Although he was the defending champion, Asbel Kiprop was out for redemption in the men’s 1500m final after the Kenyan finished last in the 2012 Olympic final when carrying an injury. This time there was no dispute about who is the world’s best middle-distance runner.

Kiprop, competing in his fourth World Championships 1500m final despite being just 24 years of age, kept himself out of trouble and took an early lead, albeit at a comfortable pace. After passing through the first lap in 59.68, team-mate Nixon Chepseba shot into the lead.

At half way, Chepseba had built up a six-metre lead on the rest of the field, but his opponents were not worried. He passed through 800m in 1:59.24, but his lead had dwindled to less than a stride length as the bell sounded for the last lap.
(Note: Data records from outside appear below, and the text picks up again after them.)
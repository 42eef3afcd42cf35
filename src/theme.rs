//! Centralized theme palettes for Linkfolio
//! All colors, sizes, and styling should reference these constants

use crate::types::Theme;
use egui::Color32;

// =============================================================================
// PALETTES
// =============================================================================

/// Colors for one theme. Views look these up through `palette()`.
#[derive(Debug, Clone, Copy, PartialEq)]
pub struct Palette {
    pub bg_base: Color32,
    pub bg_card: Color32,
    pub bg_input: Color32,
    pub bg_nav: Color32,
    pub border: Color32,
    pub text_primary: Color32,
    pub text_muted: Color32,
    pub accent: Color32,
    pub accent_text: Color32,
    pub backdrop: Color32,
}

pub const DARK: Palette = Palette {
    bg_base: Color32::from_rgb(0x09, 0x09, 0x0b),     // zinc-950
    bg_card: Color32::from_rgb(0x18, 0x18, 0x1b),     // zinc-900
    bg_input: Color32::from_rgb(0x14, 0x14, 0x18),
    bg_nav: Color32::from_rgb(0x0c, 0x0c, 0x0f),
    border: Color32::from_rgb(0x27, 0x27, 0x2a),      // zinc-800
    text_primary: Color32::from_rgb(0xfa, 0xfa, 0xfa), // zinc-50
    text_muted: Color32::from_rgb(0xa1, 0xa1, 0xaa),  // zinc-400
    accent: Color32::from_rgb(0x2d, 0xd4, 0xbf),      // teal-400
    accent_text: Color32::from_rgb(0x04, 0x2f, 0x2e), // teal-950
    backdrop: Color32::from_black_alpha(200),
};

pub const LIGHT: Palette = Palette {
    bg_base: Color32::from_rgb(0xfa, 0xfa, 0xfa),     // zinc-50
    bg_card: Color32::WHITE,
    bg_input: Color32::from_rgb(0xf4, 0xf4, 0xf5),    // zinc-100
    bg_nav: Color32::from_rgb(0xf4, 0xf4, 0xf5),
    border: Color32::from_rgb(0xe4, 0xe4, 0xe7),      // zinc-200
    text_primary: Color32::from_rgb(0x09, 0x09, 0x0b), // zinc-950
    text_muted: Color32::from_rgb(0x71, 0x71, 0x7a),  // zinc-500
    accent: Color32::from_rgb(0x0d, 0x94, 0x88),      // teal-600
    accent_text: Color32::WHITE,
    backdrop: Color32::from_black_alpha(160),
};

pub fn palette(theme: Theme) -> &'static Palette {
    match theme {
        Theme::Dark => &DARK,
        Theme::Light => &LIGHT,
    }
}

// =============================================================================
// TYPOGRAPHY - Font Sizes
// =============================================================================
pub const FONT_DISPLAY: f32 = 34.0;
pub const FONT_TITLE: f32 = 24.0;
pub const FONT_HEADING: f32 = 20.0;
pub const FONT_BODY: f32 = 15.0;
pub const FONT_SMALL: f32 = 13.0;
pub const FONT_ICON: f32 = 30.0;

// =============================================================================
// DIMENSIONS
// =============================================================================
pub const HOME_MAX_WIDTH: f32 = 672.0;
pub const PROJECTS_MAX_WIDTH: f32 = 896.0;
pub const NAV_HEIGHT: f32 = 52.0;
pub const AVATAR_SIZE: f32 = 128.0;
pub const LINK_BUTTON_HEIGHT: f32 = 56.0;
pub const PROJECT_IMAGE_HEIGHT: f32 = 256.0;
pub const PROJECT_CARD_MIN_WIDTH: f32 = 380.0;
pub const SPINNER_SIZE: f32 = 48.0;

// =============================================================================
// CORNER RADIUS & SPACING
// =============================================================================
pub const RADIUS_DEFAULT: f32 = 6.0;
pub const RADIUS_LARGE: f32 = 10.0;
pub const SPACING_SM: f32 = 4.0;
pub const SPACING_MD: f32 = 8.0;
pub const SPACING_LG: f32 = 16.0;
pub const SPACING_XL: f32 = 32.0;

// =============================================================================
// THEME SURFACE
// =============================================================================

/// Whatever the active theme is painted onto. Applying a theme replaces
/// the previous one entirely.
pub trait ThemeSurface {
    fn apply_theme(&self, theme: Theme);
}

impl ThemeSurface for egui::Context {
    fn apply_theme(&self, theme: Theme) {
        apply_visuals(self, theme);
    }
}

// =============================================================================
// HELPER - Apply global visuals
// =============================================================================
pub fn apply_visuals(ctx: &egui::Context, theme: Theme) {
    let p = palette(theme);
    let (egui_theme, base) = match theme {
        Theme::Dark => (egui::Theme::Dark, egui::Visuals::dark()),
        Theme::Light => (egui::Theme::Light, egui::Visuals::light()),
    };
    // egui keeps one style per theme; pin the one written below
    ctx.set_theme(egui_theme);
    let mut visuals = egui::Visuals {
        dark_mode: theme == Theme::Dark,
        panel_fill: p.bg_base,
        window_fill: p.bg_card,
        extreme_bg_color: p.bg_input,
        faint_bg_color: p.bg_card,
        hyperlink_color: p.accent,
        override_text_color: Some(p.text_primary),
        window_stroke: egui::Stroke::new(1.0, p.border),
        window_corner_radius: egui::CornerRadius::same(RADIUS_LARGE as u8),
        interact_cursor: Some(egui::CursorIcon::PointingHand),
        ..base
    };
    visuals.widgets.noninteractive.bg_stroke = egui::Stroke::new(1.0, p.border);
    visuals.widgets.inactive.bg_stroke = egui::Stroke::new(1.0, p.border);
    visuals.widgets.inactive.weak_bg_fill = p.bg_card;
    visuals.widgets.inactive.corner_radius = RADIUS_DEFAULT.into();
    visuals.widgets.hovered.corner_radius = RADIUS_DEFAULT.into();
    visuals.widgets.active.corner_radius = RADIUS_DEFAULT.into();
    ctx.set_visuals(visuals);

    ctx.style_mut(|style| {
        style.interaction.selectable_labels = false;
        style.spacing.item_spacing = egui::vec2(SPACING_MD, 6.0);
        style.spacing.button_padding = egui::vec2(12.0, 6.0);
    });
}

// =============================================================================
// HELPER - Frames
// =============================================================================
pub fn card_frame(p: &Palette) -> egui::Frame {
    egui::Frame::new()
        .fill(p.bg_card)
        .stroke(egui::Stroke::new(1.0, p.border))
        .corner_radius(RADIUS_LARGE)
        .inner_margin(egui::Margin::same(SPACING_LG as i8))
        .shadow(egui::epaint::Shadow {
            offset: [0, 2],
            blur: 8,
            spread: 0,
            color: Color32::from_black_alpha(40),
        })
}

pub fn nav_frame(p: &Palette) -> egui::Frame {
    egui::Frame::new()
        .fill(p.bg_nav)
        .stroke(egui::Stroke::new(1.0, p.border))
        .inner_margin(egui::Margin::symmetric(12, 8))
}

// =============================================================================
// HELPER - Button styles
// =============================================================================

/// Filled accent button (links, GitHub)
pub fn button_primary(p: &Palette, text: impl Into<String>) -> egui::Button<'static> {
    egui::Button::new(
        egui::RichText::new(text.into())
            .color(p.accent_text)
            .size(FONT_BODY)
            .strong(),
    )
    .fill(p.accent)
    .corner_radius(RADIUS_DEFAULT)
}

/// Bordered transparent button (Live Demo, Go Back, theme toggle)
pub fn button_outline(p: &Palette, text: impl Into<String>) -> egui::Button<'static> {
    egui::Button::new(egui::RichText::new(text.into()).color(p.text_primary).size(FONT_BODY))
        .fill(Color32::TRANSPARENT)
        .stroke(egui::Stroke::new(1.0, p.border))
        .corner_radius(RADIUS_DEFAULT)
}

/// Sun in dark mode (click for light), moon in light mode
pub fn toggle_icon(theme: Theme) -> &'static str {
    match theme {
        Theme::Dark => egui_phosphor::regular::SUN,
        Theme::Light => egui_phosphor::regular::MOON,
    }
}


#[cfg(test)]
mod tests {
    use super::*;

    #[test]
    fn palettes_differ_per_theme() {
        assert_ne!(palette(Theme::Dark).bg_base, palette(Theme::Light).bg_base);
        assert_eq!(palette(Theme::default()), &DARK);
    }

    #[test]
    fn applying_to_context_switches_dark_mode() {
        let ctx = egui::Context::default();
        ctx.apply_theme(Theme::Light);
        assert!(!ctx.style().visuals.dark_mode);
        ctx.apply_theme(Theme::Dark);
        assert!(ctx.style().visuals.dark_mode);
        assert_eq!(ctx.style().visuals.panel_fill, DARK.bg_base);
    }
}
With less than 400m remaining, Kiprop was right behind Chepseba with Ethiopia’s Mekonnen Gebremedhin and USA’s Matthew Centrowitz seemingly ready to pounce.

The third Kenyan in the field, defending silver medallist Silas Kiplagat, began to kick with 150m to go and looked set to get among the medals. As the field entered the home straight, Chepseba began to fade as Kiprop edged ahead.

In a frantic final 50 metres, Kiprop kept his cool out in front and won in 3:36.28, but behind him Kiplagat had left himself with too much to do. Meanwhile, Centrowitz passed the fading Chepseba to finish in second place with 3:36.78, improving on the bronze medal he won in Daegu two years ago.

But perhaps the biggest surprise was the well-timed dip of South Africa’s Johan Cronje to secure the bronze in 3:36.83. His nation had never before had a top-eight finisher in this event at the World Championships, let alone a medallist.

Chepseba finished an agonising four hundredths of a second away from a medal in fourth, while Germany’s Homiyu Tesfaye was another surprise top-five finisher, clocking 3:37.03 to finish one place and 0.08 ahead of Kiplagat.

Gebremedhin finished within one second of the winner with 3:37.21, but in a close finish it was only good enough for seventh place, one ahead of European champion Henrik Ingebrigtsen of Norway.

Kiprop is now just the third multiple champion in this event at the World Championships, following Nourredine Morceli and Hicham El Guerrouj, who won three golds each.

Any hopes of a Kenyan medal sweep, however, will have to wait until Beijing in two years’ time.